Discrimination is more than insult

The discrimination prohibited by the Charter of Rights and Freedoms is that which puts a right in jeopardy. In other words, it takes more than insults to suggest that such an act has been committed.

The fight against discrimination must also be distinguished from the objective of combating insults aimed at individuals on the basis of their race, sex, origin or other grounds on which discrimination is prohibited. Because to judge whether a statement is faulty, it is necessary to analyze its context of enunciation; it is insufficient to stick to the “felt” of the person concerned.

In a world where free speech is protected, punishable speech is speech that results from a wrongful act. A simple allusion to a characteristic of an individual is not enough to constitute a fault within the meaning of the law; harassing comments based on race, sexual orientation or disability may be, however. The Ward decision came as a reminder that it is not by equating all unpleasant remarks with discrimination that we obtain a legal framework that strikes the necessary balance between everyone’s right to equality and freedom of expression.

Quebec law has long recognized that insults aimed at a person can constitute misconduct, and current information environments increase the possibilities of seeing these insults disseminated. They must, however, be penalized according to a different approach from that used with regard to discriminatory acts of exclusion. To achieve this, the judicial system must be given the means to quickly judge statements in order to determine whether they are at fault. The procedure to be implemented must take into account both freedom of expression and the right of everyone not to be insulted.
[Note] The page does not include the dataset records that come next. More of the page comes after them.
//! Secret Store 구현
//!
//! OS 키체인/키링을 사용해 마스터키 같은 작은 시크릿을 저장합니다.
//! 키체인이 없는 실행 환경(프리뷰/테스트)을 위해 메모리 구현도 제공합니다.

use std::collections::HashMap;
use std::sync::atomic::{AtomicUsize, Ordering};
use std::sync::Mutex;

use async_trait::async_trait;
use base64::{engine::general_purpose::STANDARD as BASE64, Engine};
use keyring::{Entry, Error as KeyringError};

/// 키체인 접근 가능 여부 확인용 엔트리 이름
const PROBE_ENTRY: &str = "talkbox:probe";

/// Secret Store 오류
#[derive(Debug, thiserror::Error)]
pub enum SecretStoreError {
    /// 현재 실행 환경이 보호된 시크릿 저장소를 제공하지 않음
    #[error("Secret store unavailable: {0}")]
    Unavailable(String),

    #[error("Secret store error: {0}")]
    Platform(String),

    #[error("Stored secret is not valid base64")]
    BadEncoding,
}

/// 플랫폼 시크릿 저장소 계약
///
/// 코어는 이 trait을 소비만 하며, 구현체는 시작 시 주입됩니다.
#[async_trait]
pub trait SecretStore: Send + Sync {
    /// 시크릿 읽기 (없으면 `None`)
    async fn read_secret(&self, name: &str) -> Result<Option<Vec<u8>>, SecretStoreError>;

    /// 시크릿 쓰기
    async fn write_secret(&self, name: &str, value: &[u8]) -> Result<(), SecretStoreError>;
}

fn map_keyring_error(err: KeyringError) -> SecretStoreError {
    match err {
        KeyringError::NoStorageAccess(e) => SecretStoreError::Unavailable(e.to_string()),
        KeyringError::PlatformFailure(e) => SecretStoreError::Unavailable(e.to_string()),
        other => SecretStoreError::Platform(other.to_string()),
    }
}

/// OS 키체인 기반 Secret Store
///
/// 키체인은 문자열만 저장하므로 바이트는 base64로 인코딩합니다.
#[derive(Debug, Clone)]
pub struct KeyringSecretStore {
    service: String,
}

impl KeyringSecretStore {
    pub fn new(service: impl Into<String>) -> Self {
        Self {
            service: service.into(),
        }
    }

    /// 현재 실행 환경에서 키체인에 접근 가능한지 확인 (blocking)
    ///
    /// 엔트리가 없다는 응답도 "접근 가능"으로 취급합니다.
    pub fn probe(&self) -> bool {
        let entry = match Entry::new(&self.service, PROBE_ENTRY) {
            Ok(entry) => entry,
            Err(e) => {
                tracing::debug!(error = %e, "keychain entry could not be created");
                return false;
            }
        };
        match entry.get_password() {
            Ok(_) | Err(KeyringError::NoEntry) => true,
            Err(e) => {
                tracing::debug!(error = %e, "keychain probe failed");
                false
            }
        }
    }
}

#[async_trait]
impl SecretStore for KeyringSecretStore {
    async fn read_secret(&self, name: &str) -> Result<Option<Vec<u8>>, SecretStoreError> {
        let service = self.service.clone();
        let name = name.to_string();
        tokio::task::spawn_blocking(move || {
            let entry = Entry::new(&service, &name).map_err(map_keyring_error)?;
            let encoded = match entry.get_password() {
                Ok(value) => value,
                Err(KeyringError::NoEntry) => return Ok(None),
                Err(e) => return Err(map_keyring_error(e)),
            };
            let bytes = BASE64
                .decode(encoded.as_bytes())
                .map_err(|_| SecretStoreError::BadEncoding)?;
            Ok(Some(bytes))
        })
        .await
        .map_err(|e| SecretStoreError::Platform(e.to_string()))?
    }

    async fn write_secret(&self, name: &str, value: &[u8]) -> Result<(), SecretStoreError> {
        let service = self.service.clone();
        let name = name.to_string();
        let encoded = BASE64.encode(value);
        tokio::task::spawn_blocking(move || {
            let entry = Entry::new(&service, &name).map_err(map_keyring_error)?;
            entry.set_password(&encoded).map_err(map_keyring_error)
        })
        .await
        .map_err(|e| SecretStoreError::Platform(e.to_string()))?
    }
}

/// 메모리 기반 Secret Store
///
/// 프로세스 재시작 시뮬레이션을 위해 `Arc`로 공유해서 사용합니다.
#[derive(Debug)]
pub struct MemorySecretStore {
    secrets: Mutex<HashMap<String, Vec<u8>>>,
    available: bool,
    reads: AtomicUsize,
}

impl MemorySecretStore {
    pub fn new() -> Self {
        Self {
            secrets: Mutex::new(HashMap::new()),
            available: true,
            reads: AtomicUsize::new(0),
        }
    }

    /// 모든 호출이 `Unavailable`로 실패하는 저장소
    pub fn unavailable() -> Self {
        Self {
            available: false,
            ..Self::new()
        }
    }

    /// 지금까지 `read_secret`이 호출된 횟수
    pub fn read_count(&self) -> usize {
        self.reads.load(Ordering::SeqCst)
    }

    fn check_available(&self) -> Result<(), SecretStoreError> {
        if self.available {
            Ok(())
        } else {
            Err(SecretStoreError::Unavailable(
                "no secret store in this context".to_string(),
            ))
        }
    }
}

impl Default for MemorySecretStore {
    fn default() -> Self {
        Self::new()
    }
}

#[async_trait]
impl SecretStore for MemorySecretStore {
    async fn read_secret(&self, name: &str) -> Result<Option<Vec<u8>>, SecretStoreError> {
        self.reads.fetch_add(1, Ordering::SeqCst);
        self.check_available()?;
        let secrets = self
            .secrets
            .lock()
            .map_err(|e| SecretStoreError::Platform(e.to_string()))?;
        Ok(secrets.get(name).cloned())
    }

    async fn write_secret(&self, name: &str, value: &[u8]) -> Result<(), SecretStoreError> {
        self.check_available()?;
        let mut secrets = self
            .secrets
            .lock()
            .map_err(|e| SecretStoreError::Platform(e.to_string()))?;
        secrets.insert(name.to_string(), value.to_vec());
        Ok(())
    }
}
What prevents victims from asserting their right to respect is the prohibitive cost of recourse to the civil courts authorized to hear such cases. We must adapt the processes by which a judge will be able to assess, in a timely and accessible manner, the wrongful nature of a statement. This is how we will protect the victims of racist or other insults, and not by stretching the notion of discrimination to the point of including any statement that alludes to a difference.